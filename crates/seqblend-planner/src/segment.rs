//! Segment planner boundary
//!
//! A segment planner turns one command and its effective start configuration
//! into one unblended trajectory. The blending core treats it as an opaque,
//! synchronous and possibly expensive call.

use thiserror::Error;

use seqblend_core::{JointConfiguration, ModelError, MotionCommand, PlanningScene, Trajectory, TrajectoryError};

/// Reasons a single command could not be planned
#[derive(Debug, Clone, PartialEq, Error)]
pub enum PlanningError {
    #[error("Goal unreachable: joint '{joint}' value {value} outside limits")]
    Unreachable { joint: String, value: f64 },
    #[error("Robot model error: {0}")]
    Model(#[from] ModelError),
    #[error("Invalid trajectory produced: {0}")]
    Trajectory(#[from] TrajectoryError),
    #[error("Interim configuration is collinear with start and goal")]
    DegenerateArc,
    #[error("Command kind '{kind}' not supported for group '{group}'")]
    UnsupportedKind { kind: &'static str, group: String },
    #[error("No feasible trajectory: {0}")]
    Infeasible(String),
}

/// Per-command planning capability
pub trait SegmentPlanner {
    /// Plan `command` starting from `start`
    ///
    /// The returned trajectory must start at `start` and end at the command's
    /// goal.
    fn plan(
        &self,
        command: &MotionCommand,
        start: &JointConfiguration,
        scene: &PlanningScene,
    ) -> Result<Trajectory, PlanningError>;
}

impl<P: SegmentPlanner + ?Sized> SegmentPlanner for &P {
    fn plan(
        &self,
        command: &MotionCommand,
        start: &JointConfiguration,
        scene: &PlanningScene,
    ) -> Result<Trajectory, PlanningError> {
        (**self).plan(command, start, scene)
    }
}

impl<P: SegmentPlanner + ?Sized> SegmentPlanner for Box<P> {
    fn plan(
        &self,
        command: &MotionCommand,
        start: &JointConfiguration,
        scene: &PlanningScene,
    ) -> Result<Trajectory, PlanningError> {
        (**self).plan(command, start, scene)
    }
}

☆ ☆ ☆ ☆ ☆

Looking at the entries above, work out how many lines contain the word "TrajectoryError", then reply with only that figure.

2